No one could quite believe that Ronan had used his phone.
Ronan Lynch had many habits that irritated his friends and loved ones – swearing, drinking, street-racing – but the one that maddened his acquaintances the most was his inability to answer phone calls or send texts. When Adam had first met Ronan, he had found Ronan’s aversion to the fancy phone so complete that he assumed there must have been a story behind it. Some reason why, even in the press of an emergency, Ronan’s first response was to hand his phone to someone else. Now that Adam knew him better, he realized it had more to do with a phone not allowing for any posturing. Ninety per cent of how Ronan conveyed his feelings was through his body language, and a phone simply didn’t care.
And yet he’d used it. While waiting for Declan to be done with Ronan, Adam had gone to Boyd’s to get a few oil changes out of the way. He’d been there a few hours when Ronan had called. Then Ronan had texted Gansey and called Fox Way. He said the same thing to each of them: Come to the Barns, he’d said. We need to talk.
And because Ronan had never really asked them to do anything by phone, they all dropped everything to go.

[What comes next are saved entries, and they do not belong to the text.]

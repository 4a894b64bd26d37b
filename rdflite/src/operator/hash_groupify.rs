// Copyright (c) 2024-2025 DeepGraph Inc.
// SPDX-License-Identifier: Apache-2.0
//
//! Hash based duplicate elimination

use super::{BoxedOperator, Operator, PlanPrinter, Scheduler};
use crate::runtime::RegisterRef;
use std::collections::HashMap;

/// Groups its input on `values`, summing multiplicities
///
/// Groups come out in order of first appearance.
pub struct HashGroupify {
    input: BoxedOperator,
    values: Vec<RegisterRef>,
    groups: Vec<(Vec<u32>, u32)>,
    pos: usize,
    expected: f64,
    observed: u64,
}

impl HashGroupify {
    pub fn new(input: BoxedOperator, values: Vec<RegisterRef>, expected: f64) -> Self {
        Self {
            input,
            values,
            groups: Vec::new(),
            pos: 0,
            expected,
            observed: 0,
        }
    }
}

impl Operator for HashGroupify {
    fn first(&mut self) -> u32 {
        self.observed = 0;

        self.groups.clear();
        let mut index: HashMap<Vec<u32>, usize> = HashMap::new();
        let mut count = self.input.first();
        while count != 0 {
            let key: Vec<u32> = self.values.iter().map(|r| r.get()).collect();
            match index.get(&key) {
                Some(group) => {
                    let entry = &mut self.groups[*group].1;
                    *entry = entry.saturating_add(count);
                }
                None => {
                    index.insert(key.clone(), self.groups.len());
                    self.groups.push((key, count));
                }
            }
            count = self.input.next();
        }

        self.pos = 0;
        self.next()
    }

    fn next(&mut self) -> u32 {
        let Some((values, count)) = self.groups.get(self.pos) else {
            return 0;
        };
        for (reg, value) in self.values.iter().zip(values) {
            reg.set(*value);
        }
        let count = *count;
        self.pos += 1;
        self.observed += count as u64;
        count
    }

    fn print(&self, out: &mut dyn PlanPrinter) {
        out.begin_operator("HashGroupify", self.expected, self.observed);
        out.add_materialization_annotation(&self.values);
        self.input.print(out);
        out.end_operator();
    }

    fn add_merge_hint(&mut self, _reg1: &RegisterRef, _reg2: &RegisterRef) {}

    fn async_input_candidates(&mut self, scheduler: &mut Scheduler) {
        self.input.async_input_candidates(scheduler);
    }

    fn expected_cardinality(&self) -> f64 {
        self.expected
    }

    fn observed_cardinality(&self) -> u64 {
        self.observed
    }
}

By the time Adam got to the Barns, the others had already arrived – or at least the Camaro was there, and Adam assumed Gansey would have brought Blue, especially now that their secret was out. Ronan’s BMW was parked sideways with the wheels jacked in a way that suggested it had slid into its current position. And to Adam’s astonishment, Declan’s Volvo was also parked there, backed into a spot, already ready to leave.
Adam got out.
The Barns had a strange effect on Adam. He had not known how to diagnose this feeling the first few times he had visited, because he had not truly believed in the two things that the Barns was made of: magic and love. Now that he had at least a passing acquaintance with both of those things, it affected him in a different way. He used to wonder what he would have looked like if he had grown up in a place like this. Now he thought about how, if he wanted it, he could one day live in a place like this. He did not quite understand what had changed.
Inside, he found the others in various states of celebration. It took Adam a moment to realize that this was Ronan’s birthday: The grill smoked out back and there were store-bought cupcakes on the kitchen table and a few inflated balloons rolling around the corners of the room. Blue was sitting on the tiles tying strings on to balloons, her bad eye squinted shut, while Gansey and Declan stood by the counter, heads lowered, talking in low, serious voices that made them seem older than they were. Ronan and Matthew jostled into the kitchen from the backyard. They were noisy and brotherly, horsing around, impossibly physical. Was this what it was to have brothers?
Ronan looked up and caught Adam’s eye.
“Take your shoes off before you go wandering around, shit-head,” Ronan said.
Adam checked himself and leaned to untie his shoe.
“Not you – I meant Matthew.” Ronan held Adam’s gaze a moment longer and then watched Matthew chuck off his shoes. As he closely attended to Matthew skidding into the dining room on sock feet, Adam understood: This celebration was for Matthew’s benefit.
Blue clambered to her feet to join Adam. In a low voice, she explained, “Matthew is going to stay with Declan. He’s moving from Aglionby.”
The picture grew clearer: This was a going-away celebration.
Slowly, over the next hour, the story came out in fits and starts, delivered in fragments by each of the people there. The upshot was this: The Barns was changing hands by way of a bloodless revolution, the crown passing from father to middle son as the eldest son abdicated. And if Declan was to be believed, rival states slavered just on the other side of the border.
This was both a goodbye party and a war council.